» **TO DO**
Nothing past the line containing "from a failure" belongs in the output. Copy exactly every line of the data below from the first up to and including it.

» **THE DATA**
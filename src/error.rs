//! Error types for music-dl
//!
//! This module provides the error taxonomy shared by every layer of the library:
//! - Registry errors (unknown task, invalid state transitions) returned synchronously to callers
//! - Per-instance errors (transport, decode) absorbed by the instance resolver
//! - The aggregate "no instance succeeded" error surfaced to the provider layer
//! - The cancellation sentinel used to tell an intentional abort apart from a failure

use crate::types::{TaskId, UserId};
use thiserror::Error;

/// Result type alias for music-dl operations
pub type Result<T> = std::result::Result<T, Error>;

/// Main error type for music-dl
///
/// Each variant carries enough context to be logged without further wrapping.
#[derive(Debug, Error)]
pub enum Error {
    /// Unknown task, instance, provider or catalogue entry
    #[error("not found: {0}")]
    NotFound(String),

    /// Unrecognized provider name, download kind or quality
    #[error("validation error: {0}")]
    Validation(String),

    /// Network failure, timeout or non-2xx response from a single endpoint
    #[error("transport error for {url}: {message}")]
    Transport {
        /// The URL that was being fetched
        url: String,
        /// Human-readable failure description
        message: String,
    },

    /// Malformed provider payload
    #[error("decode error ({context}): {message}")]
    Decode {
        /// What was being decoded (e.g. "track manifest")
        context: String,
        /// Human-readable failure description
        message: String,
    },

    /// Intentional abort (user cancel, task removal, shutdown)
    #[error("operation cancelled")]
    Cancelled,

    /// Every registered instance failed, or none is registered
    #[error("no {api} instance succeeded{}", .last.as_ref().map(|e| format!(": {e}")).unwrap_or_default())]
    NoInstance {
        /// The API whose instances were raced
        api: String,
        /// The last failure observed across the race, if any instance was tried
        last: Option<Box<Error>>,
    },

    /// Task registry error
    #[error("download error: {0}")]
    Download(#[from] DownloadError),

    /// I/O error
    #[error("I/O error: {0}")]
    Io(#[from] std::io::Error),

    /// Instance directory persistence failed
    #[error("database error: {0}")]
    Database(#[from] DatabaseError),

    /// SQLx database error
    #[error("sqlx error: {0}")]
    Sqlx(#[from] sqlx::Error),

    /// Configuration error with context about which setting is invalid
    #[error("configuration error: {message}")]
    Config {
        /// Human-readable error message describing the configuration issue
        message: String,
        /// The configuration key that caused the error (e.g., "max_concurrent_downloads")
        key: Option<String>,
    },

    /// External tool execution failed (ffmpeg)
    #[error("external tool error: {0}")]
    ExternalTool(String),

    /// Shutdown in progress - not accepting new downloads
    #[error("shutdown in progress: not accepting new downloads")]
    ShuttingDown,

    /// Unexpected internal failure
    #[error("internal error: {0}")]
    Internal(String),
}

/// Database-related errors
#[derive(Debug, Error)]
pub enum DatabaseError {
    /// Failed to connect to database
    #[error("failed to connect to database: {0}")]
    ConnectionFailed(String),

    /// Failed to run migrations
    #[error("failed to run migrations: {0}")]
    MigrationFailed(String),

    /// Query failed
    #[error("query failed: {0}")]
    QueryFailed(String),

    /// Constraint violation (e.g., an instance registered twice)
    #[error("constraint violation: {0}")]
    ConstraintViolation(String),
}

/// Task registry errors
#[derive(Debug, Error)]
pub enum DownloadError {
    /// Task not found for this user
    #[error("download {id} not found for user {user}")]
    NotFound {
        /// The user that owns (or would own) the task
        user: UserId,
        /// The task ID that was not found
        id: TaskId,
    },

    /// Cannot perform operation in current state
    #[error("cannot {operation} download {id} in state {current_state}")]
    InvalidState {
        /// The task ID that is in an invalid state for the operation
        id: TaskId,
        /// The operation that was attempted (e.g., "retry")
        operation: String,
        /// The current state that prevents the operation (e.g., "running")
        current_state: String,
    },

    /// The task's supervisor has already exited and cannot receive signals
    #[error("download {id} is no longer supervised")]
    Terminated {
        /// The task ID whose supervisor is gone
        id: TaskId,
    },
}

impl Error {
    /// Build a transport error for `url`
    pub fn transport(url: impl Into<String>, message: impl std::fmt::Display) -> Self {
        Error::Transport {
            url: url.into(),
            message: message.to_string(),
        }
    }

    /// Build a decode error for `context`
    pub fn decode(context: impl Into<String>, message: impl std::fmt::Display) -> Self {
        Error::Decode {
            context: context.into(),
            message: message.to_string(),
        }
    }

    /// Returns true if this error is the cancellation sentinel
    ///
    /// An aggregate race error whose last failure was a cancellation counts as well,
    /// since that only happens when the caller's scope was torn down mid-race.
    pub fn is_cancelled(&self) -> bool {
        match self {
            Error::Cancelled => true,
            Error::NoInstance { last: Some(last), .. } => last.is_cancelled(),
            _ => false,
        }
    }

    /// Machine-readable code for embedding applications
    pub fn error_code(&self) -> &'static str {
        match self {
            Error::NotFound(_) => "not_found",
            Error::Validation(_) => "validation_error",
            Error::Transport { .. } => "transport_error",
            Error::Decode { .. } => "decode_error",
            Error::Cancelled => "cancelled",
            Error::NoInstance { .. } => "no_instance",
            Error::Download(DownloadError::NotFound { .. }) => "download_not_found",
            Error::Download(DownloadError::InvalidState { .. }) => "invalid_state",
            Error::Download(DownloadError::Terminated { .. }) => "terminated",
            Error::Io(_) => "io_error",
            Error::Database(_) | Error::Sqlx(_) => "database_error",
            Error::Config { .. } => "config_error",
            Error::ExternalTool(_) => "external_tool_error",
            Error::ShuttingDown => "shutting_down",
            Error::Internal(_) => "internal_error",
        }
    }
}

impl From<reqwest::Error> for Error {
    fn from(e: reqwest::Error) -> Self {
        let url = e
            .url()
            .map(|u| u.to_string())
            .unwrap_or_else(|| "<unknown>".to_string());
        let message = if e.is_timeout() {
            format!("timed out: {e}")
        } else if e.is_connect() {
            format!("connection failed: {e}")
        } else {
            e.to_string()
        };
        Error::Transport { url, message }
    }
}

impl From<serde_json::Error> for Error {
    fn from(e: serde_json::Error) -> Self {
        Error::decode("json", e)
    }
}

» **WRITTEN ANSWER**
filename src/error.rs
//! Error types for music-dl
//!
//! This module provides the error taxonomy shared by every layer of the library:
//! - Registry errors (unknown task, invalid state transitions) returned synchronously to callers
//! - Per-instance errors (transport, decode) absorbed by the instance resolver
//! - The aggregate "no instance succeeded" error surfaced to the provider layer
//! - The cancellation sentinel used to tell an intentional abort apart from a failure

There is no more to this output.